Community reacts to the deaths of three farm girls
A community reaches out to help a family deal with a terrible tragedy
“Beautiful girls.”
When asked about Catie, Jana and Dara Bott, Pastor Brian Allan needs just two words to sum up the daughters of his friends Bonita and Roger Bott.
On Tuesday evening, Allan was sitting down to dinner when their father called with the most shocking of news.
“He told me, ‘There’s been an accident,’” Allan says Wednesday afternoon as a steady stream of parishioners files into Withrow Gospel Mission church, their arms laden with covered casseroles and vegetable trays.
A few minutes after the earthshattering call, Allan was at his friend’s rural home, just in time to see paramedics working on Catie, 13, and 11-year-old twins Jana and Dara, after the three sisters were smothered by canola seeds while playing in a transport truck.
The girls became trapped and suffocated in the dense pile of tiny seeds that experts say would have swallowed them like quicksand.
Their parents and neighbours worked furiously to free them from the truck and performed CPR, but two of the girls could not be revived. The third was taken by air ambulance to hospital in Edmonton, but she died overnight.
“Our kids died living life on the farm,” the parents said in a statement released Wednesday by RCMP. “It is a family farm. We do not regret raising and involving our kids ... on our farm. It was our life.”
Less than 24 hours after the accident, Allan admits that for him, as well as his fellow citizens in this rural community, it is all too unreal. “There is a sense of disbelief, but then there is a coming together,” he says, adding that a trust fund has already been set up for the family at the Eckville Credit Union.
Shock. Disbelief. Then, a quick and decisive demonstration of the power of community. That is what is most evident Wednesday afternoon in this rural patch of paradise about 150 kilometres northwest of Calgary, as people grapple with the unimaginable tragedy that has struck one of their own.

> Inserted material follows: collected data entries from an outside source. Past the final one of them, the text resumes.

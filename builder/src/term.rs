//! SKOS terms: concepts, collections, and concept schemes.
//!
//! A term is an ordered map from predicate to [`Value`]. Each term kind seeds
//! its map with an `rdf:type` default; attributes supplied afterwards extend
//! the map or override the default when they resolve to the same predicate.
//! [`SkosTerm::expand`] turns the map into triples about one subject.

use crate::error::Result;
use crate::graph::Graph;
use crate::model::{iris, Iri, Literal, Object, Subject};
use crate::resolver::{Identifier, Resolver};
use crate::translate::Translator;

/// The object side of an attribute.
#[derive(Debug, Clone, PartialEq, Eq)]
pub enum Value {
    /// Another resource; resolved like any identifier.
    Ref(Identifier),
    /// Translatable text; expands to one language-tagged literal per
    /// available translation.
    Text(String),
    /// Repeated predicate: each element is expanded under the same predicate.
    List(Vec<Value>),
}

/// Shorthand for [`Value::Ref`].
#[must_use]
pub fn reference(target: impl Into<Identifier>) -> Value {
    Value::Ref(target.into())
}

impl From<&str> for Value {
    fn from(text: &str) -> Self {
        Value::Text(text.to_owned())
    }
}

impl From<String> for Value {
    fn from(text: String) -> Self {
        Value::Text(text)
    }
}

impl From<Iri> for Value {
    fn from(iri: Iri) -> Self {
        Value::Ref(Identifier::Iri(iri))
    }
}

impl<V: Into<Value>> From<Vec<V>> for Value {
    fn from(items: Vec<V>) -> Self {
        Value::List(items.into_iter().map(Into::into).collect())
    }
}

/// What expansion needs from its surroundings.
#[derive(Clone, Copy)]
pub struct ExpandContext<'a> {
    /// Resolves predicates and references.
    pub resolver: Resolver<'a>,
    /// Expands text values into per-language literals.
    pub translator: &'a dyn Translator,
}

impl<'a> ExpandContext<'a> {
    /// Bundles a resolver and a translator.
    #[must_use]
    pub fn new(resolver: Resolver<'a>, translator: &'a dyn Translator) -> Self {
        Self {
            resolver,
            translator,
        }
    }
}

impl std::fmt::Debug for ExpandContext<'_> {
    fn fmt(&self, f: &mut std::fmt::Formatter<'_>) -> std::fmt::Result {
        f.debug_struct("ExpandContext")
            .field("resolver", &self.resolver)
            .finish_non_exhaustive()
    }
}

/// Ordered predicate → value map.
#[derive(Debug, Clone, Default, PartialEq, Eq)]
pub struct Attributes {
    entries: Vec<(Identifier, Value)>,
}

impl Attributes {
    /// An empty map.
    #[must_use]
    pub fn new() -> Self {
        Self::default()
    }

    /// Sets `predicate` to `value`. A predicate written identically replaces
    /// the earlier value in place.
    pub fn insert(&mut self, predicate: impl Into<Identifier>, value: impl Into<Value>) {
        let predicate = predicate.into();
        let value = value.into();
        match self.entries.iter_mut().find(|(p, _)| *p == predicate) {
            Some(entry) => entry.1 = value,
            None => self.entries.push((predicate, value)),
        }
    }

    /// Entries as declared, before resolution.
    pub fn iter(&self) -> impl Iterator<Item = (&Identifier, &Value)> {
        self.entries.iter().map(|(p, v)| (p, v))
    }

    /// Number of declared entries.
    #[must_use]
    pub fn len(&self) -> usize {
        self.entries.len()
    }

    /// Whether no entries are declared.
    #[must_use]
    pub fn is_empty(&self) -> bool {
        self.entries.is_empty()
    }

    /// Resolves every predicate and merges entries that resolve to the same
    /// IRI. The later entry wins and keeps the position of the first.
    ///
    /// # Errors
    ///
    /// Returns the first resolution error.
    pub fn resolved(&self, resolver: &Resolver<'_>) -> Result<Vec<(Iri, &Value)>> {
        let mut merged: Vec<(Iri, &Value)> = Vec::with_capacity(self.entries.len());
        for (predicate, value) in &self.entries {
            let predicate = resolver.resolve(predicate)?;
            match merged.iter_mut().find(|(p, _)| *p == predicate) {
                Some(entry) => entry.1 = value,
                None => merged.push((predicate, value)),
            }
        }
        Ok(merged)
    }

    /// Value for `predicate` after resolution and merging.
    ///
    /// # Errors
    ///
    /// Returns the first resolution error.
    pub fn get(&self, predicate: &Iri, resolver: &Resolver<'_>) -> Result<Option<&Value>> {
        Ok(self
            .resolved(resolver)?
            .into_iter()
            .find(|(p, _)| p == predicate)
            .map(|(_, v)| v))
    }

    /// Expands into `graph` under `subject`, minting a fresh blank node when
    /// `subject` is `None`. Returns the subject used.
    ///
    /// Every triple is computed before any is inserted, so a failed expansion
    /// leaves `graph` untouched.
    ///
    /// # Errors
    ///
    /// Returns an error if a predicate or reference fails to resolve.
    pub fn expand(
        &self,
        subject: Option<Subject>,
        graph: &mut Graph,
        ctx: &ExpandContext<'_>,
    ) -> Result<Subject> {
        let mut pending: Vec<(Iri, Object)> = Vec::new();
        for (predicate, value) in self.resolved(&ctx.resolver)? {
            collect_objects(&predicate, value, ctx, &mut pending)?;
        }
        let subject = subject.unwrap_or_else(|| Subject::Blank(graph.fresh_blank_node()));
        tracing::trace!(%subject, triples = pending.len(), "expanding term");
        for (predicate, object) in pending {
            graph.insert(subject.clone(), predicate, object);
        }
        Ok(subject)
    }
}

impl IntoIterator for Attributes {
    type Item = (Identifier, Value);
    type IntoIter = std::vec::IntoIter<(Identifier, Value)>;

    fn into_iter(self) -> Self::IntoIter {
        self.entries.into_iter()
    }
}

fn collect_objects(
    predicate: &Iri,
    value: &Value,
    ctx: &ExpandContext<'_>,
    out: &mut Vec<(Iri, Object)>,
) -> Result<()> {
    match value {
        Value::Ref(target) => {
            out.push((predicate.clone(), Object::Iri(ctx.resolver.resolve(target)?)));
        }
        Value::List(items) => {
            for item in items {
                collect_objects(predicate, item, ctx, out)?;
            }
        }
        Value::Text(text) => {
            for (language, rendered) in ctx.translator.translations(text).iter() {
                out.push((
                    predicate.clone(),
                    Object::Literal(Literal::with_language(rendered, language)),
                ));
            }
        }
    }
    Ok(())
}

/// Behaviour shared by the three SKOS term kinds.
pub trait SkosTerm {
    /// The `rdf:type` every instance starts with.
    const DEFAULT_TYPE: &'static str;

    /// The merged attribute map, defaults included.
    fn attributes(&self) -> &Attributes;

    /// Explicit name overriding the declared one, if set.
    fn name(&self) -> Option<&Identifier>;

    /// Appends this term's triples to `graph`. See [`Attributes::expand`].
    ///
    /// # Errors
    ///
    /// Returns an error if a predicate or reference fails to resolve.
    fn expand(
        &self,
        subject: Option<Subject>,
        graph: &mut Graph,
        ctx: &ExpandContext<'_>,
    ) -> Result<Subject> {
        self.attributes().expand(subject, graph, ctx)
    }
}

fn seeded(default_type: &str) -> Attributes {
    let mut attributes = Attributes::new();
    attributes.insert(
        Iri::new_unchecked(iris::RDF_TYPE),
        Iri::new_unchecked(default_type),
    );
    attributes
}

macro_rules! skos_term {
    ($ty:ident, $default:expr) => {
        impl $ty {
            /// A term holding only its `rdf:type` default.
            #[must_use]
            pub fn new() -> Self {
                Self::default()
            }

            /// Builds a term from `(predicate, value)` pairs applied over the
            /// defaults.
            #[must_use]
            pub fn from_attributes<I, P, V>(attributes: I) -> Self
            where
                I: IntoIterator<Item = (P, V)>,
                P: Into<Identifier>,
                V: Into<Value>,
            {
                attributes
                    .into_iter()
                    .fold(Self::new(), |term, (p, v)| term.with(p, v))
            }

            /// Sets an attribute.
            #[must_use]
            pub fn with(mut self, predicate: impl Into<Identifier>, value: impl Into<Value>) -> Self {
                self.attributes.insert(predicate, value);
                self
            }

            /// Overrides the local name this term is published under. An
            /// [`Iri`] is used as the subject verbatim.
            #[must_use]
            pub fn named(mut self, name: impl Into<Identifier>) -> Self {
                self.name = Some(name.into());
                self
            }
        }

        impl SkosTerm for $ty {
            const DEFAULT_TYPE: &'static str = $default;

            fn attributes(&self) -> &Attributes {
                &self.attributes
            }

            fn name(&self) -> Option<&Identifier> {
                self.name.as_ref()
            }
        }
    };
}

/// A `skos:Concept`.
#[derive(Debug, Clone, PartialEq, Eq)]
pub struct Concept {
    name: Option<Identifier>,
    attributes: Attributes,
}

impl Default for Concept {
    fn default() -> Self {
        Self {
            name: None,
            attributes: seeded(Self::DEFAULT_TYPE),
        }
    }
}

skos_term!(Concept, iris::SKOS_CONCEPT);

/// A `skos:Collection`.
#[derive(Debug, Clone, PartialEq, Eq)]
pub struct Collection {
    name: Option<Identifier>,
    attributes: Attributes,
    ordered: bool,
}

impl Default for Collection {
    fn default() -> Self {
        Self {
            name: None,
            attributes: seeded(Self::DEFAULT_TYPE),
            ordered: false,
        }
    }
}

skos_term!(Collection, iris::SKOS_COLLECTION);

impl Collection {
    /// Marks the collection as ordered. Stored only; expansion does not emit
    /// an ordered-collection encoding.
    #[must_use]
    pub fn ordered(mut self, ordered: bool) -> Self {
        self.ordered = ordered;
        self
    }

    /// Whether the collection was marked ordered.
    #[must_use]
    pub fn is_ordered(&self) -> bool {
        self.ordered
    }
}

/// A `skos:ConceptScheme`.
#[derive(Debug, Clone, PartialEq, Eq)]
pub struct ConceptScheme {
    name: Option<Identifier>,
    attributes: Attributes,
}

impl Default for ConceptScheme {
    fn default() -> Self {
        Self {
            name: None,
            attributes: seeded(Self::DEFAULT_TYPE),
        }
    }
}

skos_term!(ConceptScheme, iris::SKOS_CONCEPT_SCHEME);

/// Any declarable term.
#[derive(Debug, Clone, PartialEq, Eq)]
pub enum Term {
    /// A concept.
    Concept(Concept),
    /// A collection.
    Collection(Collection),
    /// A concept scheme.
    Scheme(ConceptScheme),
}

impl Term {
    /// Explicit name override, if any.
    #[must_use]
    pub fn name(&self) -> Option<&Identifier> {
        match self {
            Term::Concept(t) => t.name(),
            Term::Collection(t) => t.name(),
            Term::Scheme(t) => t.name(),
        }
    }

    /// Attribute map of the wrapped term.
    #[must_use]
    pub fn attributes(&self) -> &Attributes {
        match self {
            Term::Concept(t) => t.attributes(),
            Term::Collection(t) => t.attributes(),
            Term::Scheme(t) => t.attributes(),
        }
    }

    /// See [`SkosTerm::expand`].
    ///
    /// # Errors
    ///
    /// Returns an error if a predicate or reference fails to resolve.
    pub fn expand(
        &self,
        subject: Option<Subject>,
        graph: &mut Graph,
        ctx: &ExpandContext<'_>,
    ) -> Result<Subject> {
        self.attributes().expand(subject, graph, ctx)
    }
}

impl From<Concept> for Term {
    fn from(t: Concept) -> Self {
        Term::Concept(t)
    }
}

impl From<Collection> for Term {
    fn from(t: Collection) -> Self {
        Term::Collection(t)
    }
}

impl From<ConceptScheme> for Term {
    fn from(t: ConceptScheme) -> Self {
        Term::Scheme(t)
    }
}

It is a family farm. We do not regret raising and involving our kids ... on our farm. It was our life. PARENTS BONITA AND ROGER BOTT SAIDINA STATEMENT RELEASED BY THE RCMP
In the early hours of this sad day, it is clear the community is shaken to the core. As he speaks to journalists outside the Rocky Mountain House RCMP detachment, Sgt. Mike Numan admits “this is all hitting us all very hard. Frontline responders are frequently called out to sad situations — but things are always harder when there are children involved.”

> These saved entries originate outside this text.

//! Turtle / N-Triples parsing into a [`Graph`].
//!
//! Parsing is delegated to `sophia_turtle`; each parsed triple is converted to
//! this crate's term model. Blank node labels are mapped to fresh nodes of the
//! target graph, so the same label within one document is one node.

use std::collections::HashMap;

use sophia_api::source::{StreamError, TripleSource};
use sophia_api::term::{Term, TermKind};
use sophia_api::triple::Triple;
use sophia_turtle::parser::{nt, turtle};

use crate::error::{Error, Result};
use crate::graph::Graph;
use crate::model::{iris, BlankNode, Iri, Literal, Object, Subject};
use crate::serializer::Format;

/// Parses `text` as `format`. `location` names the document in errors.
///
/// # Errors
///
/// Returns [`Error::Parse`] on a syntax error or an unsupported term (a
/// variable or quoted triple), and [`Error::UnsupportedFormat`] for JSON-LD,
/// which can be written but not read.
pub fn parse(text: &str, format: Format, location: &str) -> Result<Graph> {
    let mut sink = Sink::new(location);
    let outcome = match format {
        Format::Turtle => turtle::parse_str(text).try_for_each_triple(|t| sink.push(&t)),
        Format::NTriples => nt::parse_str(text).try_for_each_triple(|t| sink.push(&t)),
        Format::JsonLd => return Err(Error::UnsupportedFormat(format.to_string())),
    };
    match outcome {
        Ok(()) => {
            tracing::debug!(location, triples = sink.graph.len(), "parsed source document");
            Ok(sink.graph)
        }
        Err(StreamError::SourceError(e)) => Err(Error::Parse {
            location: location.to_owned(),
            message: e.to_string(),
        }),
        Err(StreamError::SinkError(e)) => Err(e),
    }
}

struct Sink<'l> {
    location: &'l str,
    graph: Graph,
    blanks: HashMap<String, BlankNode>,
}

impl<'l> Sink<'l> {
    fn new(location: &'l str) -> Self {
        Self {
            location,
            graph: Graph::new(),
            blanks: HashMap::new(),
        }
    }

    fn push<T: Triple>(&mut self, t: &T) -> Result<()> {
        let subject = match self.node(t.s())? {
            Object::Iri(iri) => Subject::Iri(iri),
            Object::Blank(node) => Subject::Blank(node),
            Object::Literal(_) => return Err(self.unsupported("literal subject")),
        };
        let predicate = match self.node(t.p())? {
            Object::Iri(iri) => iri,
            _ => return Err(self.unsupported("non-IRI predicate")),
        };
        let object = self.node(t.o())?;
        self.graph.insert(subject, predicate, object);
        Ok(())
    }

    fn node<U: Term>(&mut self, term: U) -> Result<Object> {
        match term.kind() {
            TermKind::Iri => {
                let iri = term.iri().ok_or_else(|| self.unsupported("IRI"))?;
                Ok(Object::Iri(Iri::new(iri.as_str())?))
            }
            TermKind::BlankNode => {
                let label = term
                    .bnode_id()
                    .ok_or_else(|| self.unsupported("blank node"))?;
                Ok(Object::Blank(self.blank(label.as_str())))
            }
            TermKind::Literal => {
                let lexical = term
                    .lexical_form()
                    .ok_or_else(|| self.unsupported("literal"))?;
                let literal = if let Some(tag) = term.language_tag() {
                    Literal::with_language(&*lexical, tag.as_str())
                } else {
                    match term.datatype() {
                        Some(dt) if dt.as_str() != iris::XSD_STRING => {
                            Literal::typed(&*lexical, Iri::new(dt.as_str())?)
                        }
                        _ => Literal::plain(&*lexical),
                    }
                };
                Ok(Object::Literal(literal))
            }
            TermKind::Triple => Err(self.unsupported("quoted triple")),
            TermKind::Variable => Err(self.unsupported("variable")),
        }
    }

    fn blank(&mut self, label: &str) -> BlankNode {
        if let Some(node) = self.blanks.get(label) {
            return *node;
        }
        let node = self.graph.fresh_blank_node();
        self.blanks.insert(label.to_owned(), node);
        node
    }

    fn unsupported(&self, what: &str) -> Error {
        Error::Parse {
            location: self.location.to_owned(),
            message: format!("unsupported term: {what}"),
        }
    }
}
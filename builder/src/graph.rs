//! In-memory RDF graph.
//!
//! A [`Graph`] is an insertion-ordered, append-only set of triples plus the
//! prefix bindings used when it is serialized. Blank nodes are minted by the
//! graph itself, so identifiers never collide within one graph.

use std::collections::{HashMap, HashSet};
use std::path::Path;

use crate::error::Result;
use crate::model::{BlankNode, Iri, Object, Subject};
use crate::serializer::Format;

/// One `(subject, predicate, object)` statement.
#[derive(Debug, Clone, PartialEq, Eq, PartialOrd, Ord, Hash)]
pub struct Triple {
    /// Subject.
    pub subject: Subject,
    /// Predicate.
    pub predicate: Iri,
    /// Object.
    pub object: Object,
}

/// Insertion-ordered set of triples with prefix bindings.
#[derive(Debug, Clone, Default)]
pub struct Graph {
    triples: Vec<Triple>,
    seen: HashSet<Triple>,
    prefixes: Vec<(String, Iri)>,
    next_blank: u64,
}

impl Graph {
    /// An empty graph.
    #[must_use]
    pub fn new() -> Self {
        Self::default()
    }

    /// Appends a triple. Returns `false` if the identical triple was already
    /// present, in which case the graph is unchanged.
    pub fn insert(
        &mut self,
        subject: impl Into<Subject>,
        predicate: Iri,
        object: impl Into<Object>,
    ) -> bool {
        let triple = Triple {
            subject: subject.into(),
            predicate,
            object: object.into(),
        };
        if self.seen.contains(&triple) {
            return false;
        }
        self.seen.insert(triple.clone());
        self.triples.push(triple);
        true
    }

    /// Mints a blank node that is unused in this graph.
    pub fn fresh_blank_node(&mut self) -> BlankNode {
        let node = BlankNode::from_id(self.next_blank);
        self.next_blank += 1;
        node
    }

    /// Binds `prefix` to `namespace` for serialization, replacing any
    /// previous binding of the same prefix.
    pub fn bind(&mut self, prefix: &str, namespace: Iri) {
        if let Some(entry) = self.prefixes.iter_mut().find(|(p, _)| p == prefix) {
            entry.1 = namespace;
        } else {
            self.prefixes.push((prefix.to_owned(), namespace));
        }
    }

    /// Prefix bindings in the order they were made.
    pub fn prefixes(&self) -> impl Iterator<Item = (&str, &Iri)> {
        self.prefixes.iter().map(|(p, ns)| (p.as_str(), ns))
    }

    /// Triples in insertion order.
    pub fn iter(&self) -> std::slice::Iter<'_, Triple> {
        self.triples.iter()
    }

    /// Number of triples.
    #[must_use]
    pub fn len(&self) -> usize {
        self.triples.len()
    }

    /// Whether the graph holds no triples.
    #[must_use]
    pub fn is_empty(&self) -> bool {
        self.triples.is_empty()
    }

    /// Whether the exact triple is present.
    #[must_use]
    pub fn contains(&self, subject: &Subject, predicate: &Iri, object: &Object) -> bool {
        self.seen.contains(&Triple {
            subject: subject.clone(),
            predicate: predicate.clone(),
            object: object.clone(),
        })
    }

    /// Triples whose subject is `subject`, in insertion order.
    pub fn about<'a>(&'a self, subject: &'a Subject) -> impl Iterator<Item = &'a Triple> + 'a {
        self.triples.iter().filter(move |t| &t.subject == subject)
    }

    /// Objects of `(subject, predicate, _)`, in insertion order.
    pub fn objects<'a>(
        &'a self,
        subject: &'a Subject,
        predicate: &'a Iri,
    ) -> impl Iterator<Item = &'a Object> + 'a {
        self.about(subject)
            .filter(move |t| &t.predicate == predicate)
            .map(|t| &t.object)
    }

    /// Distinct subjects in order of first appearance.
    #[must_use]
    pub fn subjects(&self) -> Vec<&Subject> {
        let mut seen = HashSet::new();
        self.triples
            .iter()
            .map(|t| &t.subject)
            .filter(|s| seen.insert(*s))
            .collect()
    }

    /// Appends every triple of `other`. Blank nodes from `other` are
    /// relabelled to fresh nodes of this graph. Prefixes from `other` are
    /// adopted unless the prefix is already bound here.
    pub fn merge(&mut self, other: &Graph) {
        let mut relabel: HashMap<BlankNode, BlankNode> = HashMap::new();
        for triple in &other.triples {
            let subject = match &triple.subject {
                Subject::Blank(node) => Subject::Blank(self.relabel(&mut relabel, *node)),
                named => named.clone(),
            };
            let object = match &triple.object {
                Object::Blank(node) => Object::Blank(self.relabel(&mut relabel, *node)),
                other => other.clone(),
            };
            self.insert(subject, triple.predicate.clone(), object);
        }
        for (prefix, namespace) in &other.prefixes {
            if !self.prefixes.iter().any(|(p, _)| p == prefix) {
                self.prefixes.push((prefix.clone(), namespace.clone()));
            }
        }
    }

    fn relabel(&mut self, map: &mut HashMap<BlankNode, BlankNode>, node: BlankNode) -> BlankNode {
        if let Some(mapped) = map.get(&node) {
            return *mapped;
        }
        let fresh = self.fresh_blank_node();
        map.insert(node, fresh);
        fresh
    }

    /// Serializes the graph to text in `format`.
    ///
    /// # Errors
    ///
    /// Returns [`Error::Json`](crate::Error::Json) if JSON-LD rendering fails.
    pub fn serialize(&self, format: Format) -> Result<String> {
        crate::serializer::serialize(self, format)
    }

    /// Serializes the graph and writes it to `destination`.
    ///
    /// # Errors
    ///
    /// Returns an error if serialization or the file write fails.
    pub fn write(&self, format: Format, destination: &Path) -> Result<()> {
        let text = self.serialize(format)?;
        std::fs::write(destination, text)?;
        Ok(())
    }
}

impl<'a> IntoIterator for &'a Graph {
    type Item = &'a Triple;
    type IntoIter = std::slice::Iter<'a, Triple>;

    fn into_iter(self) -> Self::IntoIter {
        self.triples.iter()
    }
}

impl PartialEq for Graph {
    /// Graphs are equal when they hold the same triples in the same order.
    fn eq(&self, other: &Self) -> bool {
        self.triples == other.triples
    }
}

#[cfg(test)]
mod tests {
    use super::*;
    use crate::model::Literal;

    fn iri(s: &str) -> Iri {
        Iri::new_unchecked(s)
    }

    #[test]
    fn duplicate_triples_are_ignored() {
        let mut g = Graph::new();
        assert!(g.insert(iri("http://e.org/a"), iri("http://e.org/p"), iri("http://e.org/b")));
        assert!(!g.insert(iri("http://e.org/a"), iri("http://e.org/p"), iri("http://e.org/b")));
        assert_eq!(g.len(), 1);
    }

    #[test]
    fn insertion_order_is_preserved() {
        let mut g = Graph::new();
        g.insert(iri("http://e.org/b"), iri("http://e.org/p"), Literal::plain("1"));
        g.insert(iri("http://e.org/a"), iri("http://e.org/p"), Literal::plain("2"));
        let subjects: Vec<String> = g.subjects().iter().map(|s| s.to_string()).collect();
        assert_eq!(subjects, ["<http://e.org/b>", "<http://e.org/a>"]);
    }

    #[test]
    fn fresh_blank_nodes_are_distinct() {
        let mut g = Graph::new();
        let a = g.fresh_blank_node();
        let b = g.fresh_blank_node();
        assert_ne!(a, b);
    }

    #[test]
    fn merge_relabels_blank_nodes() {
        let mut a = Graph::new();
        let na = a.fresh_blank_node();
        a.insert(na, iri("http://e.org/p"), Literal::plain("a"));

        let mut b = Graph::new();
        let nb = b.fresh_blank_node();
        b.insert(nb, iri("http://e.org/p"), Literal::plain("b"));
        b.insert(nb, iri("http://e.org/q"), Literal::plain("b2"));
        b.bind("ex", iri("http://e.org/"));

        a.merge(&b);
        assert_eq!(a.len(), 3);
        assert_eq!(a.subjects().len(), 2);
        assert!(a.prefixes().any(|(p, _)| p == "ex"));
    }

    #[test]
    fn bind_replaces_existing_prefix() {
        let mut g = Graph::new();
        g.bind("ex", iri("http://e.org/1/"));
        g.bind("ex", iri("http://e.org/2/"));
        let bound: Vec<_> = g.prefixes().collect();
        assert_eq!(bound.len(), 1);
        assert_eq!(bound[0].1.as_str(), "http://e.org/2/");
    }
}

Upon reading a statement from the family, the officer nearly breaks down. “Give me a moment, please,” he tells the crowd before proceeding to read out the family’s thanks for support. Afterward, he exhales. “Ooh, that’s a tough one, guys.”
Over at The Mountaineer, The Rocky Mountain House newspaper that has served the area for the better part of a century, editor Laura Button is reeling. “We just toured their farm for a story on the West Country Ag Tour,” Button says of the well-known farming family. “Roger wasn’t shy, he had over 100 people in his yard — they were a happy farming family.”
At the family home, which they call Providence Acres, all is quiet where the sound of children’s voices once filled the air. In one corner of their spread, a treehouse sits empty; beside the garage, several bicycles lie in a jumble of wheels and handle bars.
“We are all devastated,” Danny Bott, who says his mom is a cousin of Roger Bott, says as he wipes his tear-filled eyes. “We’re having a heck of a time trying to wrap our heads around the fact this has actually happened.”
The young man, almost apologetically, cuts the conversation short. “We’re got some combines going on their land, lots of people helping. You can follow if you like.”
At a nearby plot of land, nine combines harvest the crops for Roger and Bonita Bott, parents now to just one son. A cluster of trucks surrounds the land, with scores of people out of their vehicles. Some take videos of the scene, while others watch silently, wiping the tears from their eyes as they hold on to one another.
A young woman, a relative who doesn’t want to be named, says the annual Bott family reunion in July brought more than 200 of her relatives together. “It is always such a happy time,” she says of the extended clan that has farmed in these parts for more than a century. “We cannot believe that our girls are gone.”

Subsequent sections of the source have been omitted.